**Information**
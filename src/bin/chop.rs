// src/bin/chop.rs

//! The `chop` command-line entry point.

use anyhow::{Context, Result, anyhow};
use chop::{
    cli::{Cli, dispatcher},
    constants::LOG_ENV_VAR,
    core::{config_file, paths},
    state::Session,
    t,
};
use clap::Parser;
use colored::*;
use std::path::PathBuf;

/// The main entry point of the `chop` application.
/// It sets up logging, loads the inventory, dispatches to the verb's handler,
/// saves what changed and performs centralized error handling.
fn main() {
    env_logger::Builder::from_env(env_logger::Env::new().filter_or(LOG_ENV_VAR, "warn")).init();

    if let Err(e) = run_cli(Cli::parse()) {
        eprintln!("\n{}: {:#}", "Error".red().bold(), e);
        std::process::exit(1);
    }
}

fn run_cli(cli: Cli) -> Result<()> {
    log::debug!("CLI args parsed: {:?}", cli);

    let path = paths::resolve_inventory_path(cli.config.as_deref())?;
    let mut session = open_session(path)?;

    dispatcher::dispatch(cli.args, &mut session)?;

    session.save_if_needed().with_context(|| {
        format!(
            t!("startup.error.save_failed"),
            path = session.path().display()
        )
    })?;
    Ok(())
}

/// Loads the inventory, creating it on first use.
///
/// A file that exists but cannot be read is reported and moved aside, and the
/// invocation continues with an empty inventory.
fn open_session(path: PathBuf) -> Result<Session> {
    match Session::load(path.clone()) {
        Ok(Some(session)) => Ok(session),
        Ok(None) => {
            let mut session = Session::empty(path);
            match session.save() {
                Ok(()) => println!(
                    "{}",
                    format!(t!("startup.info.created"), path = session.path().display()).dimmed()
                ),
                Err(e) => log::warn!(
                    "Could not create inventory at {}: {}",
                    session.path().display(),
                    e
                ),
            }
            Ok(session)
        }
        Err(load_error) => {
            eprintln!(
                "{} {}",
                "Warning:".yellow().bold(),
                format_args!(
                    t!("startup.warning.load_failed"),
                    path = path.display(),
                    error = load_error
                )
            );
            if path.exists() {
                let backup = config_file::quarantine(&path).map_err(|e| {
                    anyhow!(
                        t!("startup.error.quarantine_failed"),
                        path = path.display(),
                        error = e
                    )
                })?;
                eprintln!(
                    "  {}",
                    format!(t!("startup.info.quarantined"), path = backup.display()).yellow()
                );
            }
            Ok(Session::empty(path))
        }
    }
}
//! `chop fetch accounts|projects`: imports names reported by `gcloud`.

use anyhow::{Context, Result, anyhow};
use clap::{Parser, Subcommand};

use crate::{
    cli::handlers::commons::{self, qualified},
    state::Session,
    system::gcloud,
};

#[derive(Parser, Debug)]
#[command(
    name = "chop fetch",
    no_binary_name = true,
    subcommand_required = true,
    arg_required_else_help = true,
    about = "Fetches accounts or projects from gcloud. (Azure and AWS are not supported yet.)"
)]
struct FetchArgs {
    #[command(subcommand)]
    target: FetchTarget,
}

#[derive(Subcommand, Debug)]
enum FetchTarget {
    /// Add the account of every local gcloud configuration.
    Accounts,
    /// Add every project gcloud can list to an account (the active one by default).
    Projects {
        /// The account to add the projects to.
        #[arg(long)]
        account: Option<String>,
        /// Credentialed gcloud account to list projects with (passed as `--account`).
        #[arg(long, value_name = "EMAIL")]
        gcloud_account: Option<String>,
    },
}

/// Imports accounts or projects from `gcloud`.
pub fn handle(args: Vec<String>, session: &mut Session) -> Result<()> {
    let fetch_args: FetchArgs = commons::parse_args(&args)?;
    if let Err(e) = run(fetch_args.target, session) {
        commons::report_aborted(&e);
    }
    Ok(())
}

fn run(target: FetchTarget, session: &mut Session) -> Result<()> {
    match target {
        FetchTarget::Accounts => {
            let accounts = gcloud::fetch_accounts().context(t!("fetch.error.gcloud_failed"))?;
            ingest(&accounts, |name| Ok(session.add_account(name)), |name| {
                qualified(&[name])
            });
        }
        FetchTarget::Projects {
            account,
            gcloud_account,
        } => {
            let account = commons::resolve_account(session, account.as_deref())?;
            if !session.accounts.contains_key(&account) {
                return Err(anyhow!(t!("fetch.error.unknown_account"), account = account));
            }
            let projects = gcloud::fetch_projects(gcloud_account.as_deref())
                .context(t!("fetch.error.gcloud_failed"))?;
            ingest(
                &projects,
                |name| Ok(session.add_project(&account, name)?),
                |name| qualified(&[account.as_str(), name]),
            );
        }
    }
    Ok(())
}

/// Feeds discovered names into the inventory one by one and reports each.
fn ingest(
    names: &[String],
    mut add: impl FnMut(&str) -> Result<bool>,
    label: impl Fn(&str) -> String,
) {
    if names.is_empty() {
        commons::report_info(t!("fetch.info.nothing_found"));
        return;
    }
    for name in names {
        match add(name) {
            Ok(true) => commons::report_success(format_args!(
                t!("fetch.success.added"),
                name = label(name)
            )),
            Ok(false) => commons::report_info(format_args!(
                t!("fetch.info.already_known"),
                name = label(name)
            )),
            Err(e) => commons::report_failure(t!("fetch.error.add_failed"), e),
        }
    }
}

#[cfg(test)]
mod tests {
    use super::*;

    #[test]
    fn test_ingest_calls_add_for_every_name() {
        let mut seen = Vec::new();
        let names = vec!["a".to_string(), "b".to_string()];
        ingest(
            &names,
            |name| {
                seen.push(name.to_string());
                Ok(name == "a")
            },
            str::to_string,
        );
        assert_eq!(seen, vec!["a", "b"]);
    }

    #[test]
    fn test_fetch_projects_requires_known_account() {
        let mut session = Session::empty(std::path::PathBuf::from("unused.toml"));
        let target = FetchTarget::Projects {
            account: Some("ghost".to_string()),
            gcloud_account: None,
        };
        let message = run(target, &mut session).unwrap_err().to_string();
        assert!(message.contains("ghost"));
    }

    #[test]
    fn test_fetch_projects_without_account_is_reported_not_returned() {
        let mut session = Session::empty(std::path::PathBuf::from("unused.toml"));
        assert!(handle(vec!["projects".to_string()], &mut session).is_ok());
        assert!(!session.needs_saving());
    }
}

**What to produce**
None of the records may be omitted or altered when they are given again.

**Answer to this task**
filename src/bin/chop.rs
// src/bin/chop.rs

//! The `chop` command-line entry point.

use anyhow::{Context, Result, anyhow};
use chop::{
    cli::{Cli, dispatcher},
    constants::LOG_ENV_VAR,
    core::{config_file, paths},
    state::Session,
    t,
};
use clap::Parser;
use colored::*;
use std::path::PathBuf;

/// The main entry point of the `chop` application.
/// It sets up logging, loads the inventory, dispatches to the verb's handler,
/// saves what changed and performs centralized error handling.
fn main() {
    env_logger::Builder::from_env(env_logger::Env::new().filter_or(LOG_ENV_VAR, "warn")).init();

    if let Err(e) = run_cli(Cli::parse()) {
        eprintln!("\n{}: {:#}", "Error".red().bold(), e);
        std::process::exit(1);
    }
}

fn run_cli(cli: Cli) -> Result<()> {
    log::debug!("CLI args parsed: {:?}", cli);

    let path = paths::resolve_inventory_path(cli.config.as_deref())?;
    let mut session = open_session(path)?;

    dispatcher::dispatch(cli.args, &mut session)?;

    session.save_if_needed().with_context(|| {
        format!(
            t!("startup.error.save_failed"),
            path = session.path().display()
        )
    })?;
    Ok(())
}

/// Loads the inventory, creating it on first use.
///
/// A file that exists but cannot be read is reported and moved aside, and the
/// invocation continues with an empty inventory.
fn open_session(path: PathBuf) -> Result<Session> {
    match Session::load(path.clone()) {
        Ok(Some(session)) => Ok(session),
        Ok(None) => {
            let mut session = Session::empty(path);
            match session.save() {
                Ok(()) => println!(
                    "{}",
                    format!(t!("startup.info.created"), path = session.path().display()).dimmed()
                ),
                Err(e) => log::warn!(
                    "Could not create inventory at {}: {}",
                    session.path().display(),
                    e
                ),
            }
            Ok(session)
        }
        Err(load_error) => {
            eprintln!(
                "{} {}",
                "Warning:".yellow().bold(),
                format_args!(
                    t!("startup.warning.load_failed"),
                    path = path.display(),
                    error = load_error
                )
            );
            if path.exists() {
                let backup = config_file::quarantine(&path).map_err(|e| {
                    anyhow!(
                        t!("startup.error.quarantine_failed"),
                        path = path.display(),
                        error = e
                    )
                })?;
                eprintln!(
                    "  {}",
                    format!(t!("startup.info.quarantined"), path = backup.display()).yellow()
                );
            }
            Ok(Session::empty(path))
        }
    }
}
//! `chop fetch accounts|projects`: imports names reported by `gcloud`.

use anyhow::{Context, Result, anyhow};
use clap::{Parser, Subcommand};

use crate::{
    cli::handlers::commons::{self, qualified},
    state::Session,
    system::gcloud,
};

#[derive(Parser, Debug)]
#[command(
    name = "chop fetch",
    no_binary_name = true,
    subcommand_required = true,
    arg_required_else_help = true,
    about = "Fetches accounts or projects from gcloud. (Azure and AWS are not supported yet.)"
)]
struct FetchArgs {
    #[command(subcommand)]
    target: FetchTarget,
}

#[derive(Subcommand, Debug)]
enum FetchTarget {
    /// Add the account of every local gcloud configuration.
    Accounts,
    /// Add every project gcloud can list to an account (the active one by default).
    Projects {
        /// The account to add the projects to.
        #[arg(long)]
        account: Option<String>,
        /// Credentialed gcloud account to list projects with (passed as `--account`).
        #[arg(long, value_name = "EMAIL")]
        gcloud_account: Option<String>,
    },
}

/// Imports accounts or projects from `gcloud`.
pub fn handle(args: Vec<String>, session: &mut Session) -> Result<()> {
    let fetch_args: FetchArgs = commons::parse_args(&args)?;
    if let Err(e) = run(fetch_args.target, session) {
        commons::report_aborted(&e);
    }
    Ok(())
}

fn run(target: FetchTarget, session: &mut Session) -> Result<()> {
    match target {
        FetchTarget::Accounts => {
            let accounts = gcloud::fetch_accounts().context(t!("fetch.error.gcloud_failed"))?;
            ingest(&accounts, |name| Ok(session.add_account(name)), |name| {
                qualified(&[name])
            });
        }
        FetchTarget::Projects {
            account,
            gcloud_account,
        } => {
            let account = commons::resolve_account(session, account.as_deref())?;
            if !session.accounts.contains_key(&account) {
                return Err(anyhow!(t!("fetch.error.unknown_account"), account = account));
            }
            let projects = gcloud::fetch_projects(gcloud_account.as_deref())
                .context(t!("fetch.error.gcloud_failed"))?;
            ingest(
                &projects,
                |name| Ok(session.add_project(&account, name)?),
                |name| qualified(&[account.as_str(), name]),
            );
        }
    }
    Ok(())
}

/// Feeds discovered names into the inventory one by one and reports each.
fn ingest(
    names: &[String],
    mut add: impl FnMut(&str) -> Result<bool>,
    label: impl Fn(&str) -> String,
) {
    if names.is_empty() {
        commons::report_info(t!("fetch.info.nothing_found"));
        return;
    }
    for name in names {
        match add(name) {
            Ok(true) => commons::report_success(format_args!(
                t!("fetch.success.added"),
                name = label(name)
            )),
            Ok(false) => commons::report_info(format_args!(
                t!("fetch.info.already_known"),
                name = label(name)
            )),
            Err(e) => commons::report_failure(t!("fetch.error.add_failed"), e),
        }
    }
}

#[cfg(test)]
mod tests {
    use super::*;

    #[test]
    fn test_ingest_calls_add_for_every_name() {
        let mut seen = Vec::new();
        let names = vec!["a".to_string(), "b".to_string()];
        ingest(
            &names,
            |name| {
                seen.push(name.to_string());
                Ok(name == "a")
            },
            str::to_string,
        );
        assert_eq!(seen, vec!["a", "b"]);
    }

    #[test]
    fn test_fetch_projects_requires_known_account() {
        let mut session = Session::empty(std::path::PathBuf::from("unused.toml"));
        let target = FetchTarget::Projects {
            account: Some("ghost".to_string()),
            gcloud_account: None,
        };
        let message = run(target, &mut session).unwrap_err().to_string();
        assert!(message.contains("ghost"));
    }

    #[test]
    fn test_fetch_projects_without_account_is_reported_not_returned() {
        let mut session = Session::empty(std::path::PathBuf::from("unused.toml"));
        assert!(handle(vec!["projects".to_string()], &mut session).is_ok());
        assert!(!session.needs_saving());
    }
}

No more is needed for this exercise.